[Collected data]
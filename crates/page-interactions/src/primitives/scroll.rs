//! Scroll helpers: page, container, edge, amount and scroll-to-text.

use std::sync::Arc;

use cdp_bridge::PageDriver;
use serde_json::Value;

use crate::errors::ActionError;
use crate::primitives::quote;

/// Scroll the window by a pixel amount (negative scrolls up).
pub async fn scroll_by_amount(driver: &Arc<dyn PageDriver>, amount: i64) -> Result<(), ActionError> {
    driver.scroll_by(0.0, amount as f64).await?;
    Ok(())
}

/// Jump to the top or bottom of the document.
pub async fn scroll_to_edge(driver: &Arc<dyn PageDriver>, top: bool) -> Result<(), ActionError> {
    let script = if top {
        "window.scrollTo(0, 0)"
    } else {
        "window.scrollTo(0, document.body.scrollHeight)"
    };
    driver.evaluate(script).await?;
    Ok(())
}

/// Scroll a specific element into view.
pub async fn scroll_to_selector(
    driver: &Arc<dyn PageDriver>,
    css: &str,
) -> Result<(), ActionError> {
    let quoted = quote(css);
    let found = driver
        .evaluate(&format!(
            r#"(() => {{
                const el = document.querySelector({quoted});
                if (!el) return false;
                el.scrollIntoView({{ behavior: "smooth", block: "center" }});
                return true;
            }})()"#
        ))
        .await?;
    if found == Value::Bool(true) {
        Ok(())
    } else {
        Err(ActionError::ElementNotFound(format!(
            "scroll target {css} not found"
        )))
    }
}

/// Scroll inside a container element rather than the window.
pub async fn scroll_container(
    driver: &Arc<dyn PageDriver>,
    css: &str,
    amount: i64,
) -> Result<(), ActionError> {
    let quoted = quote(css);
    let found = driver
        .evaluate(&format!(
            r#"(() => {{
                const el = document.querySelector({quoted});
                if (!el) return false;
                el.scrollBy(0, {amount});
                return true;
            }})()"#
        ))
        .await?;
    if found == Value::Bool(true) {
        Ok(())
    } else {
        Err(ActionError::ElementNotFound(format!(
            "scroll container {css} not found"
        )))
    }
}

/// Walk the document's text nodes and scroll the first match into view.
/// Returns `false` (with no error) when the text does not exist yet.
pub async fn scroll_to_text(driver: &Arc<dyn PageDriver>, text: &str) -> Result<bool, ActionError> {
    let quoted = quote(text);
    let found = driver
        .evaluate(&format!(
            r#"(() => {{
                const walker = document.createTreeWalker(document.body, NodeFilter.SHOW_TEXT);
                const target = {quoted}.toLowerCase();
                while (walker.nextNode()) {{
                    const value = walker.currentNode.textContent || "";
                    if (value.toLowerCase().includes(target)) {{
                        walker.currentNode.parentElement?.scrollIntoView(
                            {{ behavior: "smooth", block: "center" }});
                        return true;
                    }}
                }}
                return false;
            }})()"#
        ))
        .await?;
    Ok(found == Value::Bool(true))
}

#[cfg(test)]
mod tests {
    use super::*;
    use cdp_bridge::testing::FakePageDriver;
    use serde_json::json;

    #[tokio::test]
    async fn amount_scroll_goes_through_the_driver() {
        let fake = FakePageDriver::new();
        let driver: Arc<dyn PageDriver> = Arc::new(fake);
        scroll_by_amount(&driver, -400).await.unwrap();
    }

    #[tokio::test]
    async fn scroll_to_text_reports_absence_without_error() {
        let fake = FakePageDriver::new();
        fake.set_eval_handler(|script| {
            script.contains("createTreeWalker").then(|| Ok(json!(false)))
        });
        let driver: Arc<dyn PageDriver> = Arc::new(fake);
        let found = scroll_to_text(&driver, "利用規約").await.unwrap();
        assert!(!found);
    }

    #[tokio::test]
    async fn missing_scroll_target_is_an_error() {
        let fake = FakePageDriver::new();
        fake.set_eval_handler(|script| {
            script.contains("scrollIntoView").then(|| Ok(json!(false)))
        });
        let driver: Arc<dyn PageDriver> = Arc::new(fake);
        let err = scroll_to_selector(&driver, "#ghost").await.unwrap_err();
        assert_eq!(err.code(), "ELEMENT_NOT_FOUND");
    }
}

WHAT YOU HAVE TO DO >>
Retype all the data verbatim.

OUTPUT >>
filename crates/page-interactions/src/primitives/scroll.rs
//! Scroll helpers: page, container, edge, amount and scroll-to-text.

use std::sync::Arc;

use cdp_bridge::PageDriver;
use serde_json::Value;

use crate::errors::ActionError;
use crate::primitives::quote;

/// Scroll the window by a pixel amount (negative scrolls up).
pub async fn scroll_by_amount(driver: &Arc<dyn PageDriver>, amount: i64) -> Result<(), ActionError> {
    driver.scroll_by(0.0, amount as f64).await?;
    Ok(())
}

/// Jump to the top or bottom of the document.
pub async fn scroll_to_edge(driver: &Arc<dyn PageDriver>, top: bool) -> Result<(), ActionError> {
    let script = if top {
        "window.scrollTo(0, 0)"
    } else {
        "window.scrollTo(0, document.body.scrollHeight)"
    };
    driver.evaluate(script).await?;
    Ok(())
}

/// Scroll a specific element into view.
pub async fn scroll_to_selector(
    driver: &Arc<dyn PageDriver>,
    css: &str,
) -> Result<(), ActionError> {
    let quoted = quote(css);
    let found = driver
        .evaluate(&format!(
            r#"(() => {{
                const el = document.querySelector({quoted});
                if (!el) return false;
                el.scrollIntoView({{ behavior: "smooth", block: "center" }});
                return true;
            }})()"#
        ))
        .await?;
    if found == Value::Bool(true) {
        Ok(())
    } else {
        Err(ActionError::ElementNotFound(format!(
            "scroll target {css} not found"
        )))
    }
}

/// Scroll inside a container element rather than the window.
pub async fn scroll_container(
    driver: &Arc<dyn PageDriver>,
    css: &str,
    amount: i64,
) -> Result<(), ActionError> {
    let quoted = quote(css);
    let found = driver
        .evaluate(&format!(
            r#"(() => {{
                const el = document.querySelector({quoted});
                if (!el) return false;
                el.scrollBy(0, {amount});
                return true;
            }})()"#
        ))
        .await?;
    if found == Value::Bool(true) {
        Ok(())
    } else {
        Err(ActionError::ElementNotFound(format!(
            "scroll container {css} not found"
        )))
    }
}

/// Walk the document's text nodes and scroll the first match into view.
/// Returns `false` (with no error) when the text does not exist yet.
pub async fn scroll_to_text(driver: &Arc<dyn PageDriver>, text: &str) -> Result<bool, ActionError> {
    let quoted = quote(text);
    let found = driver
        .evaluate(&format!(
            r#"(() => {{
                const walker = document.createTreeWalker(document.body, NodeFilter.SHOW_TEXT);
                const target = {quoted}.toLowerCase();
                while (walker.nextNode()) {{
                    const value = walker.currentNode.textContent || "";
                    if (value.toLowerCase().includes(target)) {{
                        walker.currentNode.parentElement?.scrollIntoView(
                            {{ behavior: "smooth", block: "center" }});
                        return true;
                    }}
                }}
                return false;
            }})()"#
        ))
        .await?;
    Ok(found == Value::Bool(true))
}

#[cfg(test)]
mod tests {
    use super::*;
    use cdp_bridge::testing::FakePageDriver;
    use serde_json::json;

    #[tokio::test]
    async fn amount_scroll_goes_through_the_driver() {
        let fake = FakePageDriver::new();
        let driver: Arc<dyn PageDriver> = Arc::new(fake);
        scroll_by_amount(&driver, -400).await.unwrap();
    }

    #[tokio::test]
    async fn scroll_to_text_reports_absence_without_error() {
        let fake = FakePageDriver::new();
        fake.set_eval_handler(|script| {
            script.contains("createTreeWalker").then(|| Ok(json!(false)))
        });
        let driver: Arc<dyn PageDriver> = Arc::new(fake);
        let found = scroll_to_text(&driver, "利用規約").await.unwrap();
        assert!(!found);
    }

    #[tokio::test]
    async fn missing_scroll_target_is_an_error() {
        let fake = FakePageDriver::new();
        fake.set_eval_handler(|script| {
            script.contains("scrollIntoView").then(|| Ok(json!(false)))
        });
        let driver: Arc<dyn PageDriver> = Arc::new(fake);
        let err = scroll_to_selector(&driver, "#ghost").await.unwrap_err();
        assert_eq!(err.code(), "ELEMENT_NOT_FOUND");
    }
}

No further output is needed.